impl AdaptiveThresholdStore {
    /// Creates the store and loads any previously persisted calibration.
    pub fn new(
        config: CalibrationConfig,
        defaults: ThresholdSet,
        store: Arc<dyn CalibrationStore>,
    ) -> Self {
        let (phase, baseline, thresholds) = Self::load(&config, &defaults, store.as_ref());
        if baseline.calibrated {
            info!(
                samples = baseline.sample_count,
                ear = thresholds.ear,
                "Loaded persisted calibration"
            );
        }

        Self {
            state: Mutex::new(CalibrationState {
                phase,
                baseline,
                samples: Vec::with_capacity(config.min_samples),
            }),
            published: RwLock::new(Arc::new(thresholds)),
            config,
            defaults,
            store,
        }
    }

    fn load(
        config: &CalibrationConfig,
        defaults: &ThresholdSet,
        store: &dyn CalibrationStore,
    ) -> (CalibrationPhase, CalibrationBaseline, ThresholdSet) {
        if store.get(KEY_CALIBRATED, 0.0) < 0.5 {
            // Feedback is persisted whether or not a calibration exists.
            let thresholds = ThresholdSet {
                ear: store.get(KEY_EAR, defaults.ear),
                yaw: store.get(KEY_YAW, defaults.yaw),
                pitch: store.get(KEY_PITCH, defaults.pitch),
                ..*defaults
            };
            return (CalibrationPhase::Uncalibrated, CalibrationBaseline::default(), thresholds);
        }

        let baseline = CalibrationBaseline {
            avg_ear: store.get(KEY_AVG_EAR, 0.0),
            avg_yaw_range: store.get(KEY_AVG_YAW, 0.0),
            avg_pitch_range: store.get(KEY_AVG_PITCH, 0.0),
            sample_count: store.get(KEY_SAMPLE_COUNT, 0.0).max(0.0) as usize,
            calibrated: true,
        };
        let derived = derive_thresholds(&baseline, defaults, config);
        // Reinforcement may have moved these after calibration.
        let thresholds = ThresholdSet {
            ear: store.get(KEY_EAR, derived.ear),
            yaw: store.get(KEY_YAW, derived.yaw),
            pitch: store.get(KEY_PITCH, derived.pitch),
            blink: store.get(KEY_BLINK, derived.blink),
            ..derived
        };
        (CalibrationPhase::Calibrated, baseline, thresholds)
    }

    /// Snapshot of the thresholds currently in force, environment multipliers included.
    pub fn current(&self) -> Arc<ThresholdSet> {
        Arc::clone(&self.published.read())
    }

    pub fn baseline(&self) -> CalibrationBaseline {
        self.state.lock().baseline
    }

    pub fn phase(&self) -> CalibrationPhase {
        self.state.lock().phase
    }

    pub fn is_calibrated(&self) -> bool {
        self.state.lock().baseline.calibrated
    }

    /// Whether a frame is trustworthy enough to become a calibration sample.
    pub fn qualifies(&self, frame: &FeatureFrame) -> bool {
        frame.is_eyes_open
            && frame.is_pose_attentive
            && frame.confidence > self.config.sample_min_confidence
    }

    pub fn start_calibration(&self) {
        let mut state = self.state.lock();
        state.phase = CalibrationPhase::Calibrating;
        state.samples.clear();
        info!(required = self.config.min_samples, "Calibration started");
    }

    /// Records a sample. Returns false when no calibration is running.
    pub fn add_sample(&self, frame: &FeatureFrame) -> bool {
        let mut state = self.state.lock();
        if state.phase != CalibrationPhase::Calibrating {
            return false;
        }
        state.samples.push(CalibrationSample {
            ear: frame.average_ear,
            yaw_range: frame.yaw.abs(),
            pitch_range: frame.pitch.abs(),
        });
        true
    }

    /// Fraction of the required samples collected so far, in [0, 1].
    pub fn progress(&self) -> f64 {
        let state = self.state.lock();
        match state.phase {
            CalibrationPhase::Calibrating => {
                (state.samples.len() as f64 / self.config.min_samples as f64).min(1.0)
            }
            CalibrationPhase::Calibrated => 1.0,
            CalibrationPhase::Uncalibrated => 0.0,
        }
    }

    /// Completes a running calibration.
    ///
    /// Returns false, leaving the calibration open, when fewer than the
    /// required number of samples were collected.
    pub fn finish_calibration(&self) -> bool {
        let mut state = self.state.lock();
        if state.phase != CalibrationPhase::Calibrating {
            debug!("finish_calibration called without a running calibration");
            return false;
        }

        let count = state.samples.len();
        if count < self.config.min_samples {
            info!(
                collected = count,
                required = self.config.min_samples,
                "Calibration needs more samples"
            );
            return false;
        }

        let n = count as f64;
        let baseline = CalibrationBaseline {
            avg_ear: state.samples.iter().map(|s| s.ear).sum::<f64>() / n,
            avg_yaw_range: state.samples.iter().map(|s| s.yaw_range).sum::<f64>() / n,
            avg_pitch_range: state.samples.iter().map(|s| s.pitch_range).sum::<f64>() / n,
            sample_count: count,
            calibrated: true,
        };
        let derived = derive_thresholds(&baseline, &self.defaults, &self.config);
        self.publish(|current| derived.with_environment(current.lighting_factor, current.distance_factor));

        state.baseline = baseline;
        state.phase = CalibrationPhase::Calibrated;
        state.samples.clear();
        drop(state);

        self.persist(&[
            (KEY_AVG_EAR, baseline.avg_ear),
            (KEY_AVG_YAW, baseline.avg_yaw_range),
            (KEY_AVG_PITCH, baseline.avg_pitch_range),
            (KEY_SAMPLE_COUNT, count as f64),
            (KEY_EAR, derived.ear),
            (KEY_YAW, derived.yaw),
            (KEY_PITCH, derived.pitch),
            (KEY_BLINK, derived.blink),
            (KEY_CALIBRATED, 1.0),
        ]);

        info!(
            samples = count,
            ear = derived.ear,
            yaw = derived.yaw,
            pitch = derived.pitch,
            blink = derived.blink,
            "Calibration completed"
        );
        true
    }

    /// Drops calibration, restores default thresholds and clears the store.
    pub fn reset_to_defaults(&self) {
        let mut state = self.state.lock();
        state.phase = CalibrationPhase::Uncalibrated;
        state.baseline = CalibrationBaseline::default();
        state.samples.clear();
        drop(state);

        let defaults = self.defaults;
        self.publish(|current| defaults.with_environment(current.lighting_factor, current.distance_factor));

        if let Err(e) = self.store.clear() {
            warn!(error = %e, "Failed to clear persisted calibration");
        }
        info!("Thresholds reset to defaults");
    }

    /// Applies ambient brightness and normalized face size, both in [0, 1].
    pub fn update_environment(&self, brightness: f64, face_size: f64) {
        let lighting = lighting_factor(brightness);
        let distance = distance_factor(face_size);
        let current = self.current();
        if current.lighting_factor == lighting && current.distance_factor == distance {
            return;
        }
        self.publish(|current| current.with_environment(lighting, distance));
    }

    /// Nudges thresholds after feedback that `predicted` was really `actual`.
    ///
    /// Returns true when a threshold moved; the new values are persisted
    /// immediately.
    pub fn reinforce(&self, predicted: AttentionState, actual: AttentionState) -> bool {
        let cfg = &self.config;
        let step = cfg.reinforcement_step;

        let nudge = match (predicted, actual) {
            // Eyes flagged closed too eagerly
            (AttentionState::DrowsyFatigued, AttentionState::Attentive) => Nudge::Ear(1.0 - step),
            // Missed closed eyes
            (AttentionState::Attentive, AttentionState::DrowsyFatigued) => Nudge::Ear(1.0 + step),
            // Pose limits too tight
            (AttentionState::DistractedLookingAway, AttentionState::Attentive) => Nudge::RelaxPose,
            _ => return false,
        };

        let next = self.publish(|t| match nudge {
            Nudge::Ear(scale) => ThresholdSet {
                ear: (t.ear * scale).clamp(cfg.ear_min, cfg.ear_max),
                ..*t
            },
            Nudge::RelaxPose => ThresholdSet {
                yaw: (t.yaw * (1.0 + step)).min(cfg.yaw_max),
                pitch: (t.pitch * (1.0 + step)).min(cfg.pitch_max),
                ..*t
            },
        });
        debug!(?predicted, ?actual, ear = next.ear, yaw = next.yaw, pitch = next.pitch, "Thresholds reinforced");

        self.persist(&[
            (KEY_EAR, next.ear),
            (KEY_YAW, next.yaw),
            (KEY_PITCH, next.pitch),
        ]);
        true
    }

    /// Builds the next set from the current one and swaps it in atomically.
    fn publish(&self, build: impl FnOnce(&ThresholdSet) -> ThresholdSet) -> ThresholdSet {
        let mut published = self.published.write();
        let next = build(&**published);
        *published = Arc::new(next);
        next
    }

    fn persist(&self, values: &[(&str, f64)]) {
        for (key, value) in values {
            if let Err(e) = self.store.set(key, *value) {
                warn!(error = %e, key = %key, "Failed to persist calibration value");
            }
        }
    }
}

^^^^^^^^^^^^^^^^

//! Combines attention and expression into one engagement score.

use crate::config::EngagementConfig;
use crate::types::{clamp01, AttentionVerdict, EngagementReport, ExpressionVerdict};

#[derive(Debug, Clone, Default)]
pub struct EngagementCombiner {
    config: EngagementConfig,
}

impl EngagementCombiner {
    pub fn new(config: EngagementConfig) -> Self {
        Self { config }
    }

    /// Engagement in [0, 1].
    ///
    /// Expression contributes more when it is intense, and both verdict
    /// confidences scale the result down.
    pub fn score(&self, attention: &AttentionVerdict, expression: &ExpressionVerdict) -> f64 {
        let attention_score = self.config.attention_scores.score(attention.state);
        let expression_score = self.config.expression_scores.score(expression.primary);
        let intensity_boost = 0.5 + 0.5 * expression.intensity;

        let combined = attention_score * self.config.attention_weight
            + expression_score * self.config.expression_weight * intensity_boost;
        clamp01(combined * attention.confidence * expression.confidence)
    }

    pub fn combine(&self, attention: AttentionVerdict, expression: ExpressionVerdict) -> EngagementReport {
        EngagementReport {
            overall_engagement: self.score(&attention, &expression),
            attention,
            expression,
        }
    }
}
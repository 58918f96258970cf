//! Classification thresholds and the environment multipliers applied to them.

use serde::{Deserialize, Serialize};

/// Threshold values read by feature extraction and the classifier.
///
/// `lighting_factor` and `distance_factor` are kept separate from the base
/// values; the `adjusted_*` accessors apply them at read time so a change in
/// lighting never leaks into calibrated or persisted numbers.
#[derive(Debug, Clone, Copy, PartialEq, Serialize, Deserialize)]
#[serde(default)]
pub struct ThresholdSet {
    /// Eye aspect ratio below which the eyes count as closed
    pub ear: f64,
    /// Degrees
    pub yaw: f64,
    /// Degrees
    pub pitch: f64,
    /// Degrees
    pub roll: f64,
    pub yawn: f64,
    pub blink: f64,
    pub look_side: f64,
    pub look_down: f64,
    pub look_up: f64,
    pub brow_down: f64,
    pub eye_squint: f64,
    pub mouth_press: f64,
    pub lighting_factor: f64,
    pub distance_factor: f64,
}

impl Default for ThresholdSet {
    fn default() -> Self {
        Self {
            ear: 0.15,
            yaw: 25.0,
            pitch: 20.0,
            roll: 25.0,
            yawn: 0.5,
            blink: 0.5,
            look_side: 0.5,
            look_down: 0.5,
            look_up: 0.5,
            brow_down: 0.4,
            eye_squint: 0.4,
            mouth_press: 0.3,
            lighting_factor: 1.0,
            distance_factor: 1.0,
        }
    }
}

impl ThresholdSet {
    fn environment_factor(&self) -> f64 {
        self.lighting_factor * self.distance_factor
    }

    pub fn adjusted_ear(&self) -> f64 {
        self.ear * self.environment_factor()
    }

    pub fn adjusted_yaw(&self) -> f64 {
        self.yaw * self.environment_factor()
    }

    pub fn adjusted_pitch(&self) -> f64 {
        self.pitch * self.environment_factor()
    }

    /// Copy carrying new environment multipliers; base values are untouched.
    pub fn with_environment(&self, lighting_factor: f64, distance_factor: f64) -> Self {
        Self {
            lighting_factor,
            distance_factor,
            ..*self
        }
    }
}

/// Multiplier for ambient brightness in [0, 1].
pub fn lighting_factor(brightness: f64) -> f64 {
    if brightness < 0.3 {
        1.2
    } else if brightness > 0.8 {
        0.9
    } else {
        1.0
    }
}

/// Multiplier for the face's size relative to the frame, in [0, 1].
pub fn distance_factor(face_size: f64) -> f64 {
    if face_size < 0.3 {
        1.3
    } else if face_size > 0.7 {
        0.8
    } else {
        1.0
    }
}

^^^^^^^^^^^^^^^^

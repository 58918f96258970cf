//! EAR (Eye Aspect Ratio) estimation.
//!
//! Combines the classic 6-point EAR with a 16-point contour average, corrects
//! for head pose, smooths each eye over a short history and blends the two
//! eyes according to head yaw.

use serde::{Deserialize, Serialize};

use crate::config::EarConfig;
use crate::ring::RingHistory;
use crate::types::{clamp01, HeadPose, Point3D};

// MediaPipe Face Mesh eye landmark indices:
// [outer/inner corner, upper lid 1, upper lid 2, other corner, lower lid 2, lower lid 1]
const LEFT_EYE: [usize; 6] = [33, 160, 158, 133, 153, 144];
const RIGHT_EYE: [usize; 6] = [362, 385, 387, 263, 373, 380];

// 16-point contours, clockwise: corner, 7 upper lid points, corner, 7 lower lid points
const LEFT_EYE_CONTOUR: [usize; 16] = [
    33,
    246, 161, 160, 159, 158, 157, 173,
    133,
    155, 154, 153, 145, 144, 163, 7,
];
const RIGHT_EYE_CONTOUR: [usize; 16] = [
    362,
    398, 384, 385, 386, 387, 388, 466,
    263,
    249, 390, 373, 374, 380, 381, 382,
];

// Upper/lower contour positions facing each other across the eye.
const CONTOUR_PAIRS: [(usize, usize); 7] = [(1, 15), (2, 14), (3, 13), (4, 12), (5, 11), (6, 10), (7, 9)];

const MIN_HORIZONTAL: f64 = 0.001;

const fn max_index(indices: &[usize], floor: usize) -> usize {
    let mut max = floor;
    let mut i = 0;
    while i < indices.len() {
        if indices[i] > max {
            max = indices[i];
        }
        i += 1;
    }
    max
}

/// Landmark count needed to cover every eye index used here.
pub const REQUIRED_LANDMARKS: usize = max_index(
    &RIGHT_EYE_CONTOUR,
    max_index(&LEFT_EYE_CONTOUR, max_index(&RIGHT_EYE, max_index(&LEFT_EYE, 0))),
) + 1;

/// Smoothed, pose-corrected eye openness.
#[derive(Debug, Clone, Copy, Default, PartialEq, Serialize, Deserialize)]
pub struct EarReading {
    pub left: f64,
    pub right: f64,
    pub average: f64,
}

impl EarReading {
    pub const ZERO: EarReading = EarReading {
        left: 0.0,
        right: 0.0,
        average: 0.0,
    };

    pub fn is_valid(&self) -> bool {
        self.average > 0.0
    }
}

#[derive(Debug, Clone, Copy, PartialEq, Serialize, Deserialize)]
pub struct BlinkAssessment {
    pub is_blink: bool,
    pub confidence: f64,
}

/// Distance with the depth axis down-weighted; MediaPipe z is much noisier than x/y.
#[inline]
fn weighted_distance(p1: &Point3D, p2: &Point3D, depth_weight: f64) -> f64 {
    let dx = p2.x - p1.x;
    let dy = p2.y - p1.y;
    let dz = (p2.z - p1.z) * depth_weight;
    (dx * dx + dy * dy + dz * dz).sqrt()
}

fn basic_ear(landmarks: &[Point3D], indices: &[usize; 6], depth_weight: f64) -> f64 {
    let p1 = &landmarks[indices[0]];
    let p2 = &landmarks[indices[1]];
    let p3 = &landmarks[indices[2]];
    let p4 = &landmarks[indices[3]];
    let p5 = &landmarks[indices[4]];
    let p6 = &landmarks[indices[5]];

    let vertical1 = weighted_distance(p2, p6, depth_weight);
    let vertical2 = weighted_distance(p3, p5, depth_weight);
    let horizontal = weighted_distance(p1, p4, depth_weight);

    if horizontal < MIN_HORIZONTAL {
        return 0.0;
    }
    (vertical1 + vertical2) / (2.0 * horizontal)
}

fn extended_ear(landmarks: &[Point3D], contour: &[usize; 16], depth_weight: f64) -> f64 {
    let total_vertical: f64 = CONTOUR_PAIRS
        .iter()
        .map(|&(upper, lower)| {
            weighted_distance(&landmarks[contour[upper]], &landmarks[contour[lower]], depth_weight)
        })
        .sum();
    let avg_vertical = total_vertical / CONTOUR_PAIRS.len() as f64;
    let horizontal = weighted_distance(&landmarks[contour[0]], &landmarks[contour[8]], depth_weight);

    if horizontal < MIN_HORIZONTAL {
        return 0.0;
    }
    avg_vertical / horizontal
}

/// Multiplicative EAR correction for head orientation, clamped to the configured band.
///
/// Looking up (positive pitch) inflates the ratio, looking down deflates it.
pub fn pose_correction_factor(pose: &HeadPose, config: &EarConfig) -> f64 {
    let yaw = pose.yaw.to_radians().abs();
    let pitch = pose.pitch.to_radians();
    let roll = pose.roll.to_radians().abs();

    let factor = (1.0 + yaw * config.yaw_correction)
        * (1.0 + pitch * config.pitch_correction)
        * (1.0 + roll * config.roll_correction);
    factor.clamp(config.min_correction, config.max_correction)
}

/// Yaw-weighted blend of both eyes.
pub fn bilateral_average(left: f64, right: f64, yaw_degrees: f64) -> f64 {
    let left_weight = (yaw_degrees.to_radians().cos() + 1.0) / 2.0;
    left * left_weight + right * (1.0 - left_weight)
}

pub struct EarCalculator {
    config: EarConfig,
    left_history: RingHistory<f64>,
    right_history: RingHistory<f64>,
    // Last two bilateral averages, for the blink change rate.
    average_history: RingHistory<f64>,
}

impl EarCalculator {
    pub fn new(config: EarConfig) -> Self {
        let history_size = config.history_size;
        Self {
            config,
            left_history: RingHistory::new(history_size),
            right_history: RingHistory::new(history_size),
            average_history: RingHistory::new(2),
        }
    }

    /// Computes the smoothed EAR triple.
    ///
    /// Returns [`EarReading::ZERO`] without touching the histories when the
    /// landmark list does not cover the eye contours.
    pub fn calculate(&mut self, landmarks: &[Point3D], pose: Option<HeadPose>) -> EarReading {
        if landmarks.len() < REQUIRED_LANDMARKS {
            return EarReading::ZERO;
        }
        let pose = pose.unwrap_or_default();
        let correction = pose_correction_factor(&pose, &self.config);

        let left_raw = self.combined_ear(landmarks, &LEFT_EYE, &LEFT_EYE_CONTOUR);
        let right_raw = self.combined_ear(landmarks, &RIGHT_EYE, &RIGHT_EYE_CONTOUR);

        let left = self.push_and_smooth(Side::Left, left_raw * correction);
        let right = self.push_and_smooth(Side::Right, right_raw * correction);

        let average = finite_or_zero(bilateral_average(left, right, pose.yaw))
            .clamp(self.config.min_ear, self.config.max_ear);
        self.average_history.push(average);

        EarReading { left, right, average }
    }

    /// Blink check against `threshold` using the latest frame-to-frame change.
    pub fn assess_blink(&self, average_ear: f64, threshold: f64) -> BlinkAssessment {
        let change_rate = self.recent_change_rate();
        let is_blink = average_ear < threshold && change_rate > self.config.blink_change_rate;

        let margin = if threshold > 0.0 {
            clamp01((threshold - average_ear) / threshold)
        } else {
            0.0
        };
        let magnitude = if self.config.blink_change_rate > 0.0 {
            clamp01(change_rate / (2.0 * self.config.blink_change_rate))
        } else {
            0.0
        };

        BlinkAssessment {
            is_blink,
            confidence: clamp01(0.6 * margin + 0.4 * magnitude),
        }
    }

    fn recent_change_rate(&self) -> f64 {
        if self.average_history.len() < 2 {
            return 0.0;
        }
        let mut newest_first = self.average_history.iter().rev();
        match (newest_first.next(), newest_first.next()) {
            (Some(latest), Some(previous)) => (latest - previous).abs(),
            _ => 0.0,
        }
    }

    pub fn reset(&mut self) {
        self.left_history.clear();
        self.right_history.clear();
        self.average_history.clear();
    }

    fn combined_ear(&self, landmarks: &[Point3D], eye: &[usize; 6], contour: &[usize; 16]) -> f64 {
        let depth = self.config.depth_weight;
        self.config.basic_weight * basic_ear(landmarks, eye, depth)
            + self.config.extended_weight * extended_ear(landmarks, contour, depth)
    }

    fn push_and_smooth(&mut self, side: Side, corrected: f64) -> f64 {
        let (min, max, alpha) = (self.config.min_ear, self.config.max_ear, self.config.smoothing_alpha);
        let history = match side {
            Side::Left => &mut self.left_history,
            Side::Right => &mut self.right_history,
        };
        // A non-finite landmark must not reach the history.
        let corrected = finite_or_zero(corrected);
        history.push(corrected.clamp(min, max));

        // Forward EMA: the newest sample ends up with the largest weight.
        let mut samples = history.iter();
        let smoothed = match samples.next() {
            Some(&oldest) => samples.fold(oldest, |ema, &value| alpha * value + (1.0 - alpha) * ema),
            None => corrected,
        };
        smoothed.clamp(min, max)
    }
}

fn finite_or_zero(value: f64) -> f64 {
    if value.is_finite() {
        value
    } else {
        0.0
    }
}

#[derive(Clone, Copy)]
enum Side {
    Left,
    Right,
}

^^^^^^^^^^^^^^^^

- [Exercise instructions] Wherever a line contains the string "Failed", copy that line from the data.

- [Solution]
            warn!(error = %e, "Failed to clear persisted calibration");
                warn!(error = %e, key = %key, "Failed to persist calibration value");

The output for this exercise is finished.